--- Recorded information ---
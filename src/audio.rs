use std::error::Error;
use std::io::Cursor;

use rodio::decoder::DecoderError;
use rodio::stream::{OutputStream, OutputStreamBuilder};
use rodio::{Decoder, Sink};

pub fn decode(bytes: &[u8]) -> Result<Decoder<Cursor<Vec<u8>>>, DecoderError> {
    Decoder::new(Cursor::new(bytes.to_vec()))
}

/// One clip at a time: starting a new clip stops the current one.
#[derive(Default)]
pub struct AudioPlayer {
    stream: Option<OutputStream>,
    sink: Option<Sink>,
}

impl AudioPlayer {
    pub fn play(&mut self, bytes: &[u8]) -> Result<(), Box<dyn Error>> {
        self.stop();
        let source = decode(bytes)?;

        if self.stream.is_none() {
            let mut stream = OutputStreamBuilder::open_default_stream()?;
            stream.log_on_drop(false);
            self.stream = Some(stream);
        }
        let Some(stream) = self.stream.as_ref() else {
            return Ok(());
        };

        let sink = Sink::connect_new(stream.mixer());
        sink.append(source);
        self.sink = Some(sink);
        tracing::debug!(bytes = bytes.len(), "playing clip");
        Ok(())
    }

    pub fn stop(&mut self) {
        if let Some(sink) = self.sink.take() {
            sink.stop();
        }
    }

    pub fn is_playing(&self) -> bool {
        self.sink.as_ref().is_some_and(|s| !s.empty())
    }
}

#[cfg(test)]
mod tests {
    use super::*;

    #[test]
    fn garbage_is_not_audio() {
        assert!(decode(b"definitely not an mp3").is_err());
    }

    #[test]
    fn idle_player_is_silent() {
        let mut player = AudioPlayer::default();
        assert!(!player.is_playing());
        player.stop();
        assert!(!player.is_playing());
    }
}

--- Task description ---
Return the entries in full, keeping every line exactly as it is.

--- Exercise answer ---
filename src/audio.rs
use std::error::Error;
use std::io::Cursor;

use rodio::decoder::DecoderError;
use rodio::stream::{OutputStream, OutputStreamBuilder};
use rodio::{Decoder, Sink};

pub fn decode(bytes: &[u8]) -> Result<Decoder<Cursor<Vec<u8>>>, DecoderError> {
    Decoder::new(Cursor::new(bytes.to_vec()))
}

/// One clip at a time: starting a new clip stops the current one.
#[derive(Default)]
pub struct AudioPlayer {
    stream: Option<OutputStream>,
    sink: Option<Sink>,
}

impl AudioPlayer {
    pub fn play(&mut self, bytes: &[u8]) -> Result<(), Box<dyn Error>> {
        self.stop();
        let source = decode(bytes)?;

        if self.stream.is_none() {
            let mut stream = OutputStreamBuilder::open_default_stream()?;
            stream.log_on_drop(false);
            self.stream = Some(stream);
        }
        let Some(stream) = self.stream.as_ref() else {
            return Ok(());
        };

        let sink = Sink::connect_new(stream.mixer());
        sink.append(source);
        self.sink = Some(sink);
        tracing::debug!(bytes = bytes.len(), "playing clip");
        Ok(())
    }

    pub fn stop(&mut self) {
        if let Some(sink) = self.sink.take() {
            sink.stop();
        }
    }

    pub fn is_playing(&self) -> bool {
        self.sink.as_ref().is_some_and(|s| !s.empty())
    }
}

#[cfg(test)]
mod tests {
    use super::*;

    #[test]
    fn garbage_is_not_audio() {
        assert!(decode(b"definitely not an mp3").is_err());
    }

    #[test]
    fn idle_player_is_silent() {
        let mut player = AudioPlayer::default();
        assert!(!player.is_playing());
        player.stop();
        assert!(!player.is_playing());
    }
}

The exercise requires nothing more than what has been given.